We stayed home for Labor Day this year, and I managed to watch two movies I’ve been wanting to see. One was WAY past due, and the other is in the theaters now: “The Help” and “The Butler.”
Of course, the two offer similar themes and lessons. While both movies are flawed, they still deserve our attention as important reminders of how far we have come and how far we have yet to go. I was uncomfortable at first that both movies portray African-Americans in stereotypical ways as domestic help for white people. Still, I had to confess that was almost the only role in which I encountered African-American adults when I was a kid.
After watching “The Help,” Bill and I talked about how that probably seemed like ancient history to our daughters, but that our lives are not far removed from that reality.
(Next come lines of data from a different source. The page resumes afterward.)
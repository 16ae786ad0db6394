//! Integration tests for the DocPress CLI.

use assert_cmd::{Command, cargo::cargo_bin_cmd};
use predicates::prelude::PredicateBooleanExt;
use predicates::str::contains;
use tempfile::TempDir;

/// Command isolated from the developer's environment: no `.env`, no stored token.
fn docpress(workdir: &TempDir) -> Command {
    let mut cmd = cargo_bin_cmd!("docpress");
    cmd.current_dir(workdir.path())
        .env_remove("RUST_LOG")
        .env_remove("DOCPRESS_API_BASE_URL")
        .env_remove("DOCPRESS_LOG_FORMAT")
        .env("DOCPRESS_STORAGE_DIR", workdir.path().join("store"))
        .env("DOCPRESS_LOG_LEVEL", "warn")
        .timeout(std::time::Duration::from_secs(20));
    cmd
}

#[test]
fn test_help_lists_subcommands() {
    let dir = TempDir::new().unwrap();
    docpress(&dir)
        .arg("--help")
        .assert()
        .success()
        .stdout(contains("login"))
        .stdout(contains("projects"))
        .stdout(contains("files"))
        .stdout(contains("manual"))
        .stdout(contains("export"))
        .stdout(contains("navigate"));
}

#[test]
fn test_completion_bash() {
    let dir = TempDir::new().unwrap();
    docpress(&dir)
        .args(["completion", "--shell", "bash"])
        .assert()
        .success()
        .stdout(contains("docpress"));
}

#[test]
fn test_completion_rejects_unknown_shell() {
    let dir = TempDir::new().unwrap();
    docpress(&dir)
        .args(["completion", "--shell", "cmd"])
        .assert()
        .failure()
        .stderr(contains("invalid value"));
}

#[test]
fn test_config_writes_yaml_by_default() {
    let dir = TempDir::new().unwrap();
    docpress(&dir)
        .arg("config")
        .assert()
        .success()
        .stdout(contains("config.yaml"));

    let written = std::fs::read_to_string(dir.path().join("config.yaml")).unwrap();
    assert!(written.contains("api_base_url"));
    assert!(written.contains("request_timeout_secs: 10"));
}

#[test]
fn test_config_writes_json() {
    let dir = TempDir::new().unwrap();
    docpress(&dir)
        .args(["config", "--format", "json"])
        .assert()
        .success();

    let written = std::fs::read_to_string(dir.path().join("config.json")).unwrap();
    let value: serde_json::Value = serde_json::from_str(&written).unwrap();
    assert_eq!(value["api_base_url"], "http://localhost:8000/api/v1/");
}

#[test]
fn test_config_rejects_unknown_format() {
    let dir = TempDir::new().unwrap();
    docpress(&dir)
        .args(["config", "--format", "toml"])
        .assert()
        .failure()
        .stderr(contains("Unsupported format"));
}

#[test]
fn test_navigate_anonymous_is_sent_to_login() {
    let dir = TempDir::new().unwrap();
    docpress(&dir)
        .args(["navigate", "/projects/42"])
        .assert()
        .success()
        .stdout(contains("session: anonymous"))
        .stdout(contains("(login-required)"))
        .stdout(contains("final: /login?redirect=%2Fprojects%2F42 [login]"));
}

#[test]
fn test_navigate_open_route() {
    let dir = TempDir::new().unwrap();
    docpress(&dir)
        .args(["navigate", "/nope"])
        .assert()
        .success()
        .stdout(contains("final: /nope [not-found]"))
        .stdout(contains("redirect:").not());
}

#[test]
fn test_whoami_without_session_fails() {
    let dir = TempDir::new().unwrap();
    docpress(&dir)
        .arg("whoami")
        .assert()
        .failure()
        .stderr(contains("not logged in"));
}

#[test]
fn test_logout_without_session_succeeds() {
    let dir = TempDir::new().unwrap();
    docpress(&dir)
        .arg("logout")
        .assert()
        .success()
        .stdout(contains("No active session."));
}

#[test]
fn test_export_url_uses_configured_base() {
    let dir = TempDir::new().unwrap();
    let config = dir.path().join("docpress.yaml");
    std::fs::write(&config, "api_base_url: https://docs.example.com/api/v1\n").unwrap();

    docpress(&dir)
        .arg("--config")
        .arg(&config)
        .args(["export", "url", "job-7"])
        .assert()
        .success()
        .stdout(contains("https://docs.example.com/api/v1/exports/job-7/download"));
}

#[test]
fn test_invalid_config_is_reported() {
    let dir = TempDir::new().unwrap();
    let config = dir.path().join("docpress.yaml");
    std::fs::write(&config, "request_timeout_secs: 0\n").unwrap();

    docpress(&dir)
        .arg("--config")
        .arg(&config)
        .arg("logout")
        .assert()
        .failure()
        .stderr(contains("failed to load configuration"));
}

#[test]
fn test_projects_list_reports_unreachable_server() {
    let dir = TempDir::new().unwrap();
    docpress(&dir)
        .env("DOCPRESS_API_BASE_URL", "http://127.0.0.1:9/api/v1")
        .args(["projects", "list"])
        .assert()
        .failure()
        .stderr(contains("failed to list projects").or(contains("request failed")));
}
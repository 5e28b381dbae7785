//! Data structures and methods for dealing with datasets.

use std::fmt;

pub mod error;

pub use error::{DatasetError, Matrix};

/// A single item of training data.
///
/// A sample holds an input vector and an ideal (expected output) vector. Supervised learners read
/// both, while unsupervised learners only read the input. An ideal vector of length zero marks the
/// sample as unsupervised. A sample can also carry a label for identification, which learners
/// never consume.
///
/// The lengths of both vectors are fixed once the sample is built. Their values can be changed in
/// place through [`Sample::input_mut`] and [`Sample::ideal_mut`].
#[derive(Debug, Clone, PartialEq, Default)]
pub struct Sample {
    input: Vec<f64>,
    ideal: Vec<f64>,
    label: Option<String>,
}

impl Sample {
    /// Create a sample from its input vector, ideal vector, and label.
    ///
    /// The sample takes ownership of both vectors without copying them.
    pub fn new(input: Vec<f64>, ideal: Vec<f64>, label: Option<String>) -> Self {
        Self {
            input,
            ideal,
            label,
        }
    }

    /// Create a sample whose vectors are zero-filled with the given lengths.
    pub fn with_dimensions(n_input: usize, n_ideal: usize, label: Option<String>) -> Self {
        Self::new(vec![0.0; n_input], vec![0.0; n_ideal], label)
    }

    /// Create an unlabeled supervised sample with zero-filled vectors.
    pub fn supervised(n_input: usize, n_ideal: usize) -> Self {
        Self::with_dimensions(n_input, n_ideal, None)
    }

    /// Create an unlabeled unsupervised sample with a zero-filled input vector.
    pub fn unsupervised(n_input: usize) -> Self {
        Self::with_dimensions(n_input, 0, None)
    }

    /// Create an unsupervised sample from its input vector and label.
    pub fn from_input_labeled(input: Vec<f64>, label: Option<String>) -> Self {
        Self::new(input, Vec::new(), label)
    }

    /// Create an unlabeled unsupervised sample from its input vector.
    pub fn from_input(input: Vec<f64>) -> Self {
        Self::from_input_labeled(input, None)
    }

    /// Return the input vector.
    pub fn input(&self) -> &[f64] {
        &self.input
    }

    /// Return the input vector for writing.
    pub fn input_mut(&mut self) -> &mut [f64] {
        &mut self.input
    }

    /// Return the ideal vector, which is empty for unsupervised samples.
    pub fn ideal(&self) -> &[f64] {
        &self.ideal
    }

    /// Return the ideal vector for writing.
    pub fn ideal_mut(&mut self) -> &mut [f64] {
        &mut self.ideal
    }

    /// Return the label.
    pub fn label(&self) -> Option<&str> {
        self.label.as_deref()
    }

    /// Replace the label. Passing `None` removes it.
    pub fn set_label(&mut self, label: Option<String>) {
        self.label = label;
    }

    /// Return the length of the input vector.
    pub fn input_len(&self) -> usize {
        self.input.len()
    }

    /// Return the length of the ideal vector.
    pub fn ideal_len(&self) -> usize {
        self.ideal.len()
    }

    /// Return whether the sample has an expected output.
    pub fn is_supervised(&self) -> bool {
        !self.ideal.is_empty()
    }

    /// Return whether the sample has no expected output.
    pub fn is_unsupervised(&self) -> bool {
        self.ideal.is_empty()
    }

    /// Consume the sample, returning its input vector, ideal vector, and label.
    pub fn into_parts(self) -> (Vec<f64>, Vec<f64>, Option<String>) {
        (self.input, self.ideal, self.label)
    }
}

impl From<Vec<f64>> for Sample {
    fn from(input: Vec<f64>) -> Self {
        Self::from_input(input)
    }
}

impl fmt::Display for Sample {
    fn fmt(&self, f: &mut fmt::Formatter<'_>) -> fmt::Result {
        write!(
            f,
            "[BasicData: input:{:?}, ideal:{:?}, label:",
            self.input, self.ideal
        )?;
        match &self.label {
            Some(label) => write!(f, "{}]", label),
            None => write!(f, "null]"),
        }
    }
}

/// Build one unlabeled sample per row of `input_data`, pairing it with the same row of
/// `ideal_data`.
///
/// The widths of the input and ideal vectors are taken from the first row of each matrix. Longer
/// rows are truncated to that width, and rows of `ideal_data` beyond the last input row are
/// ignored. Every sample owns freshly allocated vectors.
///
/// # Errors
///
/// Returns an error if `input_data` is empty, if `ideal_data` has fewer rows than `input_data`, or
/// if a row is shorter than the first row of its matrix.
pub fn convert_arrays<I, D>(input_data: &[I], ideal_data: &[D]) -> Result<Vec<Sample>, DatasetError>
where
    I: AsRef<[f64]>,
    D: AsRef<[f64]>,
{
    let n_input = input_data
        .first()
        .ok_or(DatasetError::EmptyInput)?
        .as_ref()
        .len();
    let n_ideal = ideal_data
        .first()
        .ok_or(DatasetError::MissingIdealRow { row: 0 })?
        .as_ref()
        .len();

    let mut samples = Vec::with_capacity(input_data.len());
    for (row, input) in input_data.iter().enumerate() {
        let input = leading(input.as_ref(), n_input, Matrix::Input, row)?;
        let ideal = ideal_data
            .get(row)
            .ok_or(DatasetError::MissingIdealRow { row })?;
        let ideal = leading(ideal.as_ref(), n_ideal, Matrix::Ideal, row)?;

        let mut sample = Sample::supervised(n_input, n_ideal);
        sample.input_mut().copy_from_slice(input);
        sample.ideal_mut().copy_from_slice(ideal);
        samples.push(sample);
    }
    Ok(samples)
}

fn leading(values: &[f64], width: usize, matrix: Matrix, row: usize) -> Result<&[f64], DatasetError> {
    values.get(..width).ok_or(DatasetError::ShortRow {
        matrix,
        row,
        expected: width,
        actual: values.len(),
    })
}
//! Billing report snapshot listing.
//!
//! The read path is: session → [`SnapshotLister`] walks every page →
//! [`flatten_snapshot`] turns each record into a [`FlatRow`] →
//! [`BillingSnapshotListDataSource`] wraps the rows in the data source state.

mod data_source;
mod flatten;
mod lister;
pub mod schema;

use thiserror::Error;

use crate::client::ClientError;
use crate::session::SessionError;

pub use data_source::{BillingSnapshotListArgs, BillingSnapshotListDataSource, BillingSnapshotListState};
pub use flatten::{flatten_snapshot, FlatRow};
pub use lister::{SnapshotLister, SnapshotQuery};

/// Errors returned by a snapshot read.
#[derive(Debug, Error)]
pub enum SnapshotListError {
    /// Client or account context could not be obtained.
    #[error(transparent)]
    Session(#[from] SessionError),

    /// A page request failed; nothing from earlier pages is returned.
    #[error("GetReportsSnapshot failed on page {page}: {source}")]
    Api {
        page: usize,
        #[source]
        source: ClientError,
    },

    /// Pagination finished without any snapshots.
    #[error("no snapshots found for account: {account_id}")]
    NotFound { account_id: String },

    /// A timestamp did not fit the schema integer type.
    #[error("cannot convert {field} value {value} to a schema integer")]
    Conversion { field: &'static str, value: String },

    /// The server kept returning continuation tokens past the configured bound.
    #[error("snapshot listing exceeded {max_pages} pages")]
    PageLimitExceeded { max_pages: usize },
}
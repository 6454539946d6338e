//! IAM API key to bearer token exchange.

use reqwest::Client;
use tracing::{debug, instrument};
use url::Url;

use super::models::IamTokenResponse;
use super::traits::ClientError;
use super::usage_reports::{as_base_url, USER_AGENT};

/// Default IAM endpoint.
pub const IAM_API_BASE: &str = "https://iam.cloud.ibm.com";

const TOKEN_PATH: &str = "identity/token";
const APIKEY_GRANT_TYPE: &str = "urn:ibm:params:oauth:grant-type:apikey";

/// Exchanges an API key for an IAM access token.
#[derive(Debug, Clone)]
pub struct IamAuthenticator {
    client: Client,
    iam_url: Url,
    api_key: String,
}

impl IamAuthenticator {
    /// Create an authenticator for `api_key` against the default IAM endpoint.
    ///
    /// # Errors
    ///
    /// Returns an error if the API key is empty or the HTTP client cannot be built.
    pub fn new(api_key: impl Into<String>) -> Result<Self, ClientError> {
        let api_key = api_key.into();
        if api_key.is_empty() {
            return Err(ClientError::Auth("IAM API key is required".to_string()));
        }

        let iam_url = Url::parse(IAM_API_BASE).map_err(|e| ClientError::Config(e.to_string()))?;
        let client = Client::builder()
            .user_agent(USER_AGENT)
            .build()
            .map_err(ClientError::Http)?;

        Ok(Self {
            client,
            iam_url,
            api_key,
        })
    }

    /// Use a different IAM endpoint. A path prefix is kept.
    #[must_use]
    pub fn with_iam_url(mut self, iam_url: Url) -> Self {
        self.iam_url = as_base_url(iam_url);
        self
    }

    /// Request a fresh access token.
    ///
    /// # Errors
    ///
    /// Returns [`ClientError::Auth`] if IAM rejects the key, or a transport error.
    #[instrument(skip(self), fields(iam_url = %self.iam_url))]
    pub async fn request_token(&self) -> Result<String, ClientError> {
        let url = self
            .iam_url
            .join(TOKEN_PATH)
            .map_err(|e| ClientError::Config(format!("invalid IAM URL: {e}")))?;
        debug!(url = %url, "Requesting IAM access token");

        let response = self
            .client
            .post(url)
            .header("Accept", "application/json")
            .form(&[
                ("grant_type", APIKEY_GRANT_TYPE),
                ("apikey", self.api_key.as_str()),
            ])
            .send()
            .await?;

        let status = response.status();
        if !status.is_success() {
            let error_text = response.text().await.unwrap_or_default();
            return Err(ClientError::Auth(format!(
                "IAM token request failed ({}): {error_text}",
                status.as_u16()
            )));
        }

        let body = response.text().await?;
        let token: IamTokenResponse = serde_json::from_str(&body)?;
        if token.access_token.is_empty() {
            return Err(ClientError::Auth(
                "IAM returned an empty access token".to_string(),
            ));
        }
        Ok(token.access_token)
    }
}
Although we were lower-middle class when I was very young, I remember my mother taking our ironing to an African-American woman. She lived in a very poor section of town and in a very poor house.
The only black face that I ever saw at First Methodist Church when I was growing up was Earnest, the custodian. Even the white kids called him by his first name and felt empowered to tell him what to do, though he was older than my grandparents.When I was 16 I worked for the local Piggly Wiggly. There, for the first time, I worked with African-American adults. I’ve tried all day to remember their names, but I failed. It was a husband and wife that worked long hours and then went to work at other jobs because they had to work five jobs between them to earn enough money to rear their children who they hoped to send to college.
I tell these stories only in the hope of stirring your memories and to do a bit of what these two movies did for me this weekend. I walked out of “The Butler” determined not to let the clock be rolled back, but to continue the fight. It is the only hope I have for saving my white, Southern soul. What are you going to do to save yours?